Hay tardes inciertas, sobre todo esas tardes de azul ennegrecido que hablan por sí mismas, esas que el hombre no consigue olvidar ni aborrecer. Son las tardes magníficas. Las bienaventuranzas. Cuando comienzo a andar ya me he cansado. Vuelvo por la calle del Obispo Infante hacia el Duende. Moguer tiene ese aroma de fresa y primavera. De pastel y naranja que no olvido. De vejez y amargura que habita entre nosotros. La vida de los santos es ese nuevo amor que permanece. Agua, azul, y un hemisferio. El semblante de luz en la cal blanca. Hoy mi madre me llama. El silencio del aire determina un fracaso en la visita. Nunca he ocultado a nadie pero todos se esconden. Un misterioso alguien que llora entre nosotros.
Ya el agua en el estanque nos huele a simulacro. Los pájaros se arriman y contestan. No podemos dejar que nos acosen, si es la luz la que viene a impresionarnos. Mi madre que me quiere, dice que le hago falta y puedo estar con ella. Todo es blanco, nada es verde. Paseo por la afueras y seguimos de blanco. Un coche rojo y grande corrige nuestros pasos. Esa es la luz del cielo. Este amor de amistad nunca lo entiendo. Más falsos que las nubes, los pájaros sonríen.

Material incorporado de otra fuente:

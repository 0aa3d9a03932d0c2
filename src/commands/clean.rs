//! Clean the output directory

use anyhow::{anyhow, Result};
use std::fs;

use crate::Folio;

/// Delete the output directory
pub fn run(folio: &Folio) -> Result<()> {
    let out = &folio.output_dir;
    if out.exists() {
        fs::remove_dir_all(out).map_err(|e| anyhow!("Failed to delete {:?}: {}", out, e))?;
        tracing::info!("Deleted: {:?}", out);
    } else {
        tracing::debug!("Nothing to clean at {:?}", out);
    }
    Ok(())
}
//! Front-matter parsing
//!
//! The block format is deliberately flat: `---`, one `key: value` per line,
//! `---`. There is no YAML here; nesting, lists and escapes are not
//! understood and never cause an error.

use indexmap::IndexMap;

/// Front-matter delimiter
const DELIMITER: &str = "---";

/// Flat key/value metadata from the top of a content file
///
/// Duplicate keys keep the last value. Unknown keys are kept as-is so
/// templates can reference them.
#[derive(Debug, Clone, Default, PartialEq, Eq)]
pub struct FrontMatter {
    fields: IndexMap<String, String>,
}

impl FrontMatter {
    /// Parse front-matter from content string
    /// Returns (front_matter, body)
    ///
    /// Content that does not start with `---`, or has no closing `---`,
    /// is returned unchanged with an empty mapping.
    pub fn parse(content: &str) -> (Self, &str) {
        if !content.starts_with(DELIMITER) {
            return (Self::default(), content);
        }

        let mut parts = content.splitn(3, DELIMITER);
        let (Some(_), Some(block), Some(body)) = (parts.next(), parts.next(), parts.next()) else {
            tracing::debug!("Unclosed front-matter block, treating as body");
            return (Self::default(), content);
        };

        let mut fm = Self::default();
        for line in block.trim().split('\n') {
            if let Some((key, value)) = split_line(line) {
                fm.insert(key, value);
            }
        }

        (fm, body.trim())
    }

    /// Get a field value
    pub fn get(&self, key: &str) -> Option<&str> {
        self.fields.get(key).map(String::as_str)
    }

    /// Get the first present, non-empty field among `keys`
    pub fn first_of(&self, keys: &[&str]) -> Option<&str> {
        keys.iter()
            .filter_map(|k| self.get(k))
            .find(|v| !v.is_empty())
    }

    /// Set a field, replacing any previous value
    pub fn insert(&mut self, key: impl Into<String>, value: impl Into<String>) {
        self.fields.insert(key.into(), value.into());
    }

    pub fn title(&self) -> Option<&str> {
        self.get("title")
    }

    pub fn date(&self) -> Option<&str> {
        self.get("date")
    }

    pub fn description(&self) -> Option<&str> {
        self.get("description")
    }

    pub fn iter(&self) -> impl Iterator<Item = (&str, &str)> {
        self.fields.iter().map(|(k, v)| (k.as_str(), v.as_str()))
    }

    pub fn len(&self) -> usize {
        self.fields.len()
    }

    pub fn is_empty(&self) -> bool {
        self.fields.is_empty()
    }
}

/// Split one front-matter line into (key, value)
///
/// `": "` is tried first so values like `og:image` keep their colon in the
/// key (`og:image: /x.png`). A bare `:` is the fallback.
fn split_line(line: &str) -> Option<(&str, &str)> {
    let (key, value) = line
        .split_once(": ")
        .or_else(|| line.split_once(':'))?;

    let key = key.trim();
    if key.is_empty() {
        return None;
    }

    Some((key, strip_quotes(value.trim())))
}

/// Strip one pair of matching surrounding quotes
fn strip_quotes(value: &str) -> &str {
    for quote in ['"', '\''] {
        if value.len() >= 2 && value.starts_with(quote) && value.ends_with(quote) {
            return &value[1..value.len() - 1];
        }
    }
    value
}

Hace mucho calor. En Cádiz un levante impresiona. Mañana cambia el tiempo. He corrido en busca de Maricarmen y sus pasteles. Una morena sobria que dejaba el incienso y hasta las intenciones. Acabo la canción en la amistad. Un simple vaticinio que salta al vacio. No temeré a la muerte. No temeré males. Si tú estás conmigo, he de volver. Y siempre estoy aquí, ya nunca es tarde. Ahora quiero llorar. Ahora quiero morir, y es esta muerte un tarde magnífica. En el parque, en lo blanco, aquí, en algún sitio. Te quiero y no te quiero. Siempre hay tardes inciertas.